Problem requirements
Below are some records. Return exactly the lines from the one containing "async fn get_by_email(&self, email: &str)" through the one containing "async fn exists_email(&self, email: &str)", both included, and only those.

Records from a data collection
------------------------------

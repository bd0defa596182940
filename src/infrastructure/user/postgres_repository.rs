//! PostgreSQL user repository implementation

use async_trait::async_trait;
use sqlx::{PgPool, Row};

use crate::domain::user::{User, UserId, UserRepository};
use crate::domain::DomainError;

const EMAIL_CONSTRAINT: &str = "users_email_key";
const USERNAME_CONSTRAINT: &str = "users_username_key";

/// PostgreSQL implementation of UserRepository
///
/// Relies on the `UNIQUE` constraints of the `users` table to close the
/// window between the existence checks and the insert.
#[derive(Debug, Clone)]
pub struct PostgresUserRepository {
    pool: PgPool,
}

impl PostgresUserRepository {
    /// Create a new repository with the given connection pool
    pub fn new(pool: PgPool) -> Self {
        Self { pool }
    }

    /// Create the users table if it does not exist yet
    pub async fn ensure_schema(&self) -> Result<(), DomainError> {
        sqlx::query(
            r#"
            CREATE TABLE IF NOT EXISTS users (
                id            BIGSERIAL PRIMARY KEY,
                email         TEXT NOT NULL,
                username      TEXT NOT NULL,
                password_hash TEXT NOT NULL,
                created_at    TIMESTAMPTZ NOT NULL DEFAULT NOW(),
                CONSTRAINT users_email_key UNIQUE (email),
                CONSTRAINT users_username_key UNIQUE (username)
            )
            "#,
        )
        .execute(&self.pool)
        .await
        .map_err(|e| DomainError::storage(format!("Failed to create users table: {}", e)))?;

        Ok(())
    }
}

#[async_trait]
impl UserRepository for PostgresUserRepository {
    async fn get_by_email(&self, email: &str) -> Result<Option<User>, DomainError> {
        let row = sqlx::query(
            r#"
            SELECT id, email, username, password_hash, created_at
            FROM users
            WHERE email = $1
            "#,
        )
        .bind(email)
        .fetch_optional(&self.pool)
        .await
        .map_err(|e| DomainError::storage(format!("Failed to get user by email: {}", e)))?;

        row.as_ref().map(row_to_user).transpose()
    }

    async fn get_by_id(&self, id: &UserId) -> Result<Option<User>, DomainError> {
        let row = sqlx::query(
            r#"
            SELECT id, email, username, password_hash, created_at
            FROM users
            WHERE id = $1
            "#,
        )
        .bind(id.value())
        .fetch_optional(&self.pool)
        .await
        .map_err(|e| DomainError::storage(format!("Failed to get user: {}", e)))?;

        row.as_ref().map(row_to_user).transpose()
    }

    async fn exists_email(&self, email: &str) -> Result<bool, DomainError> {
        sqlx::query_scalar("SELECT EXISTS(SELECT 1 FROM users WHERE email = $1)")
            .bind(email)
            .fetch_one(&self.pool)
            .await
            .map_err(|e| DomainError::storage(format!("Failed to check email: {}", e)))
    }

    async fn exists_username(&self, username: &str) -> Result<bool, DomainError> {
        sqlx::query_scalar("SELECT EXISTS(SELECT 1 FROM users WHERE username = $1)")
            .bind(username)
            .fetch_one(&self.pool)
            .await
            .map_err(|e| DomainError::storage(format!("Failed to check username: {}", e)))
    }

    async fn save(&self, user: User) -> Result<User, DomainError> {
        let row = sqlx::query(
            r#"
            INSERT INTO users (email, username, password_hash, created_at)
            VALUES ($1, $2, $3, $4)
            RETURNING id
            "#,
        )
        .bind(user.email())
        .bind(user.username())
        .bind(user.password_hash())
        .bind(user.created_at())
        .fetch_one(&self.pool)
        .await
        .map_err(|e| match &e {
            sqlx::Error::Database(db) if db.is_unique_violation() => {
                DomainError::conflict(conflict_message(db.constraint()))
            }
            _ => DomainError::storage(format!("Failed to create user: {}", e)),
        })?;

        let id: i64 = row
            .try_get("id")
            .map_err(|e| DomainError::storage(format!("Failed to read user ID: {}", e)))?;

        Ok(user.with_id(UserId::new(id)))
    }
}

fn conflict_message(constraint: Option<&str>) -> &'static str {
    match constraint {
        Some(EMAIL_CONSTRAINT) => "Email already exists",
        Some(USERNAME_CONSTRAINT) => "Username already exists",
        _ => "User already exists",
    }
}

fn row_to_user(row: &sqlx::postgres::PgRow) -> Result<User, DomainError> {
    let read = |e: sqlx::Error| DomainError::storage(format!("Invalid user row: {}", e));

    let id: i64 = row.try_get("id").map_err(read)?;
    let email: String = row.try_get("email").map_err(read)?;
    let username: String = row.try_get("username").map_err(read)?;
    let password_hash: String = row.try_get("password_hash").map_err(read)?;
    let created_at: chrono::DateTime<chrono::Utc> = row.try_get("created_at").map_err(read)?;

    Ok(User::from_parts(
        UserId::new(id),
        email,
        username,
        password_hash,
        created_at,
    ))
}
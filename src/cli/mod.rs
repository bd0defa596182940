//! CLI module for the Gridroom authentication service
//!
//! - `serve`: run the HTTP API (default)

pub mod serve;

use clap::{Parser, Subcommand};

/// Gridroom auth - user signup, login and token refresh
#[derive(Parser)]
#[command(name = "gridroom-auth")]
#[command(version, about, long_about = None)]
pub struct Cli {
    #[command(subcommand)]
    pub command: Option<Command>,
}

#[derive(Subcommand, Default, Debug, PartialEq, Eq)]
pub enum Command {
    /// Run the API server (default mode)
    #[default]
    Serve,
}

#[cfg(test)]
mod tests {
    use super::*;

    #[test]
    fn test_serve_is_default() {
        let cli = Cli::try_parse_from(["gridroom-auth"]).unwrap();
        assert_eq!(cli.command.unwrap_or_default(), Command::Serve);
    }

    #[test]
    fn test_explicit_serve() {
        let cli = Cli::try_parse_from(["gridroom-auth", "serve"]).unwrap();
        assert_eq!(cli.command, Some(Command::Serve));
    }

    #[test]
    fn test_unknown_subcommand() {
        assert!(Cli::try_parse_from(["gridroom-auth", "ui"]).is_err());
    }
}
//! Domain layer - Core business logic and entities

pub mod auth;
pub mod error;
pub mod user;

pub use error::DomainError;
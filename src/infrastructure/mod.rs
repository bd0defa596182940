//! Infrastructure layer - Hashing, signing and storage implementations

pub mod auth;
pub mod logging;
pub mod user;
//! Health and liveness endpoints

use axum::{http::StatusCode, response::IntoResponse};
use serde::Serialize;

use crate::api::types::Json;

/// Health response
#[derive(Serialize)]
pub struct HealthResponse {
    pub status: HealthStatus,
    pub version: String,
}

/// Health check status
#[derive(Serialize, Clone, Copy, PartialEq, Eq)]
#[serde(rename_all = "lowercase")]
pub enum HealthStatus {
    Healthy,
}

/// Simple health check - returns 200 if the service is running
pub async fn health_check() -> impl IntoResponse {
    let response = HealthResponse {
        status: HealthStatus::Healthy,
        version: env!("CARGO_PKG_VERSION").to_string(),
    };

    (StatusCode::OK, Json(response))
}

/// Liveness check with an empty body
pub async fn live_check() -> impl IntoResponse {
    StatusCode::OK
}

------------------------------

Answer to this task
    async fn get_by_email(&self, email: &str) -> Result<Option<User>, DomainError> {
        let row = sqlx::query(
            r#"
            SELECT id, email, username, password_hash, created_at
            FROM users
            WHERE email = $1
            "#,
        )
        .bind(email)
        .fetch_optional(&self.pool)
        .await
        .map_err(|e| DomainError::storage(format!("Failed to get user by email: {}", e)))?;

        row.as_ref().map(row_to_user).transpose()
    }

    async fn get_by_id(&self, id: &UserId) -> Result<Option<User>, DomainError> {
        let row = sqlx::query(
            r#"
            SELECT id, email, username, password_hash, created_at
            FROM users
            WHERE id = $1
            "#,
        )
        .bind(id.value())
        .fetch_optional(&self.pool)
        .await
        .map_err(|e| DomainError::storage(format!("Failed to get user: {}", e)))?;

        row.as_ref().map(row_to_user).transpose()
    }

    async fn exists_email(&self, email: &str) -> Result<bool, DomainError> {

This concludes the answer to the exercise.